[Supplied information — start]

//! Configuration and data directory management.

use serde::{Deserialize, Serialize};
use std::path::{Path, PathBuf};

/// Column range read from every feedback sheet: timestamp, understanding,
/// instructor rating, comment.
pub const DEFAULT_SHEET_RANGE: &str = "Sheet1!A:D";

/// Paths to all TeamPulse data files.
#[derive(Debug, Clone, Serialize, Deserialize)]
pub struct DataPaths {
    /// Root data directory (e.g., `data/`).
    pub root: PathBuf,
    /// Employee directory (`data/employees.json`).
    pub employees_file: PathBuf,
}

impl DataPaths {
    /// Create data paths from a root directory. Creates the root if needed.
    pub fn new(root: impl AsRef<Path>) -> std::io::Result<Self> {
        let root = root.as_ref().to_path_buf();
        std::fs::create_dir_all(&root)?;
        Ok(Self {
            employees_file: root.join("employees.json"),
            root,
        })
    }
}

/// How the Sheets API client authenticates.
#[derive(Debug, Clone, PartialEq, Eq, Serialize, Deserialize)]
#[serde(rename_all = "snake_case")]
pub enum SheetsCredentials {
    /// API key appended as `?key=`; only works for link-shared sheets.
    ApiKey(String),
    /// OAuth2 bearer token with the `spreadsheets.readonly` scope.
    AccessToken(String),
    /// Nothing configured. Every fetch fails with a configuration error.
    Missing,
}

impl SheetsCredentials {
    pub fn is_configured(&self) -> bool {
        !matches!(self, SheetsCredentials::Missing)
    }
}

/// Top-level TeamPulse configuration.
#[derive(Debug, Clone, Serialize, Deserialize)]
pub struct TeamPulseConfig {
    /// HTTP server port.
    pub port: u16,
    /// Data directory paths.
    pub data_paths: DataPaths,
    /// A1-notation range fetched from each feedback sheet.
    pub sheet_range: String,
    /// Sheets API credentials. Never serialized back to clients.
    #[serde(skip_serializing, default = "missing_credentials")]
    pub sheets_credentials: SheetsCredentials,
}

fn missing_credentials() -> SheetsCredentials {
    SheetsCredentials::Missing
}

impl TeamPulseConfig {
    /// Create configuration from environment and defaults.
    pub fn from_env(data_dir: impl AsRef<Path>) -> std::io::Result<Self> {
        let port = std::env::var("PORT")
            .ok()
            .and_then(|p| p.parse().ok())
            .unwrap_or(3003);

        let sheet_range = std::env::var("SHEET_RANGE")
            .ok()
            .filter(|r| !r.trim().is_empty())
            .unwrap_or_else(|| DEFAULT_SHEET_RANGE.to_string());

        let sheets_credentials = credentials_from(
            std::env::var("GOOGLE_SHEETS_ACCESS_TOKEN").ok(),
            std::env::var("GOOGLE_SHEETS_API_KEY").ok(),
        );

        let data_paths = DataPaths::new(data_dir)?;

        Ok(Self {
            port,
            data_paths,
            sheet_range,
            sheets_credentials,
        })
    }
}

/// A bearer token wins over an API key; blank values count as unset.
fn credentials_from(access_token: Option<String>, api_key: Option<String>) -> SheetsCredentials {
    let non_blank = |v: Option<String>| v.filter(|s| !s.trim().is_empty());
    match (non_blank(access_token), non_blank(api_key)) {
        (Some(token), _) => SheetsCredentials::AccessToken(token),
        (None, Some(key)) => SheetsCredentials::ApiKey(key),
        (None, None) => SheetsCredentials::Missing,
    }
}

[Supplied information — finish]

**What this task involves:**
The lines above that include "Option" should each be listed.

**Finished exercise:**
fn credentials_from(access_token: Option<String>, api_key: Option<String>) -> SheetsCredentials {
    let non_blank = |v: Option<String>| v.filter(|s| !s.trim().is_empty());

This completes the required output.